*Task to carry out*
Among the lines below, copy each one in which "through" appears.

*The input*

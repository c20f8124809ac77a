use crate::model::Server;
use std::env;
use std::fs;
use std::net::IpAddr;
use thiserror::Error;

#[derive(Debug, Clone, Error, PartialEq, Eq)]
pub enum ValidationError {
    #[error("name is required")]
    NameRequired,

    #[error("name too long (max 64 characters)")]
    NameTooLong,

    #[error("host is required")]
    HostRequired,

    #[error("hostname too long (max 253 characters)")]
    HostnameTooLong,

    #[error("hostname label too long (max 63 characters)")]
    HostnameLabelTooLong,

    #[error("invalid hostname format")]
    HostnameFormat,

    #[error("port must be between 0 and 65535")]
    PortOutOfRange,

    #[error("key file is a directory: {0}")]
    KeyFileIsDirectory(String),

    #[error("cannot access key file: {0}")]
    KeyFileAccess(String),
}

pub fn validate_name(name: &str) -> Result<(), ValidationError> {
    if name.is_empty() {
        return Err(ValidationError::NameRequired);
    }
    if name.len() > 64 {
        return Err(ValidationError::NameTooLong);
    }
    Ok(())
}

/// Accepts IPv4/IPv6 literals and RFC 1123 hostnames.
pub fn validate_host(host: &str) -> Result<(), ValidationError> {
    if host.is_empty() {
        return Err(ValidationError::HostRequired);
    }

    if host.parse::<IpAddr>().is_ok() {
        return Ok(());
    }

    if host.len() > 253 {
        return Err(ValidationError::HostnameTooLong);
    }

    for label in host.split('.') {
        if label.len() > 63 {
            return Err(ValidationError::HostnameLabelTooLong);
        }
        if !valid_label(label) {
            return Err(ValidationError::HostnameFormat);
        }
    }

    Ok(())
}

fn valid_label(label: &str) -> bool {
    !label.is_empty()
        && !label.starts_with('-')
        && !label.ends_with('-')
        && label
            .chars()
            .all(|ch| ch.is_ascii_alphanumeric() || ch == '-')
}

/// Zero is valid: it means "unset, use the default".
pub fn validate_port(port: i64) -> Result<(), ValidationError> {
    if !(0..=65535).contains(&port) {
        return Err(ValidationError::PortOutOfRange);
    }
    Ok(())
}

/// Checks key-file accessibility. Structural problems (missing file, no read
/// bit) come back as a warning string so a not-yet-deployed key does not block
/// saving the profile; a directory at the path is a hard error.
pub fn validate_key_file(path: &str) -> Result<Option<String>, ValidationError> {
    if path.is_empty() {
        return Ok(None);
    }

    let expanded = expand_path(path);
    let meta = match fs::metadata(&expanded) {
        Ok(meta) => meta,
        Err(err) if err.kind() == std::io::ErrorKind::NotFound => {
            return Ok(Some(format!("key file does not exist: {}", path)));
        }
        Err(err) => return Err(ValidationError::KeyFileAccess(err.to_string())),
    };

    if meta.is_dir() {
        return Err(ValidationError::KeyFileIsDirectory(path.to_string()));
    }

    #[cfg(unix)]
    {
        use std::os::unix::fs::PermissionsExt;
        if meta.permissions().mode() & 0o400 == 0 {
            return Ok(Some(format!("key file may not be readable: {}", path)));
        }
    }

    Ok(None)
}

/// Validates name, host, and port; the key file is deliberately excluded
/// because its problems are warnings, not errors. First failure wins.
pub fn validate_server(server: &Server) -> Result<(), ValidationError> {
    validate_name(&server.name)?;
    validate_host(&server.host)?;
    validate_port(i64::from(server.port))?;
    Ok(())
}

/// Rewrites a leading `~/` to the home directory. Everything else passes
/// through unchanged, including a bare `~`.
pub fn expand_path(path: &str) -> String {
    if let Some(stripped) = path.strip_prefix("~/") {
        if let Ok(home) = env::var("HOME") {
            return format!("{}/{}", home, stripped);
        }
    }
    path.to_string()
}

#[cfg(test)]
mod tests {
    use super::*;

    #[test]
    fn host_accepts_ip_literals() {
        for host in [
            "192.168.1.1",
            "0.0.0.0",
            "255.255.255.255",
            "::1",
            "2001:0db8:85a3:0000:0000:8a2e:0370:7334",
            "2001:db8::1",
        ] {
            assert_eq!(validate_host(host), Ok(()), "host {host}");
        }
    }

    #[test]
    fn host_accepts_rfc1123_hostnames() {
        for host in [
            "localhost",
            "example.com",
            "sub.example.com",
            "server1.example.com",
            "my-server.example.com",
            "a.b.c.d.example.com",
        ] {
            assert_eq!(validate_host(host), Ok(()), "host {host}");
        }
    }

    #[test]
    fn host_rejects_bad_hostnames() {
        assert_eq!(validate_host(""), Err(ValidationError::HostRequired));
        assert_eq!(
            validate_host("-invalid.com"),
            Err(ValidationError::HostnameFormat)
        );
        assert_eq!(
            validate_host("invalid-.com"),
            Err(ValidationError::HostnameFormat)
        );
        assert_eq!(
            validate_host("invalid_host.com"),
            Err(ValidationError::HostnameFormat)
        );
        assert_eq!(
            validate_host("invalid host.com"),
            Err(ValidationError::HostnameFormat)
        );
        assert_eq!(
            validate_host("trailing.dot."),
            Err(ValidationError::HostnameFormat)
        );
    }

    #[test]
    fn host_rejects_overlong_label() {
        let label = "a".repeat(64);
        assert_eq!(
            validate_host(&format!("{label}.com")),
            Err(ValidationError::HostnameLabelTooLong)
        );
        let label = "a".repeat(63);
        assert_eq!(validate_host(&format!("{label}.com")), Ok(()));
    }

    #[test]
    fn host_rejects_overlong_hostname() {
        let host = format!("{}com", "aaaaaa.".repeat(40));
        assert!(host.len() > 253);
        assert_eq!(validate_host(&host), Err(ValidationError::HostnameTooLong));
    }

    #[test]
    fn port_range() {
        assert_eq!(validate_port(0), Ok(()));
        assert_eq!(validate_port(22), Ok(()));
        assert_eq!(validate_port(65535), Ok(()));
        assert_eq!(validate_port(65536), Err(ValidationError::PortOutOfRange));
        assert_eq!(validate_port(-1), Err(ValidationError::PortOutOfRange));
    }

    #[test]
    fn name_limits() {
        assert_eq!(validate_name(""), Err(ValidationError::NameRequired));
        assert_eq!(validate_name("web"), Ok(()));
        assert_eq!(validate_name(&"a".repeat(64)), Ok(()));
        assert_eq!(
            validate_name(&"a".repeat(65)),
            Err(ValidationError::NameTooLong)
        );
    }

    #[test]
    fn key_file_empty_path_is_fine() {
        assert_eq!(validate_key_file(""), Ok(None));
    }

    #[test]
    fn key_file_missing_is_warning() {
        let warning = validate_key_file("/definitely/not/here/id_rsa").expect("no hard error");
        let warning = warning.expect("warning expected");
        assert!(warning.contains("does not exist"));
        assert!(warning.contains("/definitely/not/here/id_rsa"));
    }

    #[test]
    fn key_file_directory_is_error() {
        let dir = tempfile::tempdir().expect("tempdir");
        let path = dir.path().to_str().unwrap().to_string();
        assert_eq!(
            validate_key_file(&path),
            Err(ValidationError::KeyFileIsDirectory(path))
        );
    }

    #[test]
    fn key_file_existing_readable_is_clean() {
        let dir = tempfile::tempdir().expect("tempdir");
        let path = dir.path().join("id_rsa");
        fs::write(&path, "key material").expect("write");
        assert_eq!(validate_key_file(path.to_str().unwrap()), Ok(None));
    }

    #[cfg(unix)]
    #[test]
    fn key_file_unreadable_is_warning() {
        use std::os::unix::fs::PermissionsExt;

        let dir = tempfile::tempdir().expect("tempdir");
        let path = dir.path().join("id_rsa");
        fs::write(&path, "key material").expect("write");
        fs::set_permissions(&path, fs::Permissions::from_mode(0o200)).expect("chmod");

        let warning = validate_key_file(path.to_str().unwrap()).expect("no hard error");
        assert!(warning.expect("warning expected").contains("not be readable"));
    }

    #[test]
    fn expand_path_rewrites_leading_tilde_slash() {
        temp_env::with_var("HOME", Some("/home/tester"), || {
            assert_eq!(expand_path("~/.ssh/id_rsa"), "/home/tester/.ssh/id_rsa");
            assert_eq!(expand_path("/abs/path"), "/abs/path");
            assert_eq!(expand_path("relative/path"), "relative/path");
            // A bare tilde passes through untouched.
            assert_eq!(expand_path("~"), "~");
        });
    }

    #[test]
    fn server_validation_short_circuits() {
        let mut server = Server {
            name: String::new(),
            host: "bad_host".to_string(),
            ..Server::default()
        };
        assert_eq!(
            validate_server(&server),
            Err(ValidationError::NameRequired)
        );

        server.name = "web".to_string();
        assert_eq!(
            validate_server(&server),
            Err(ValidationError::HostnameFormat)
        );

        server.host = "example.com".to_string();
        assert_eq!(validate_server(&server), Ok(()));
    }
}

*Expected answer*
/// through unchanged, including a bare `~`.
            // A bare tilde passes through untouched.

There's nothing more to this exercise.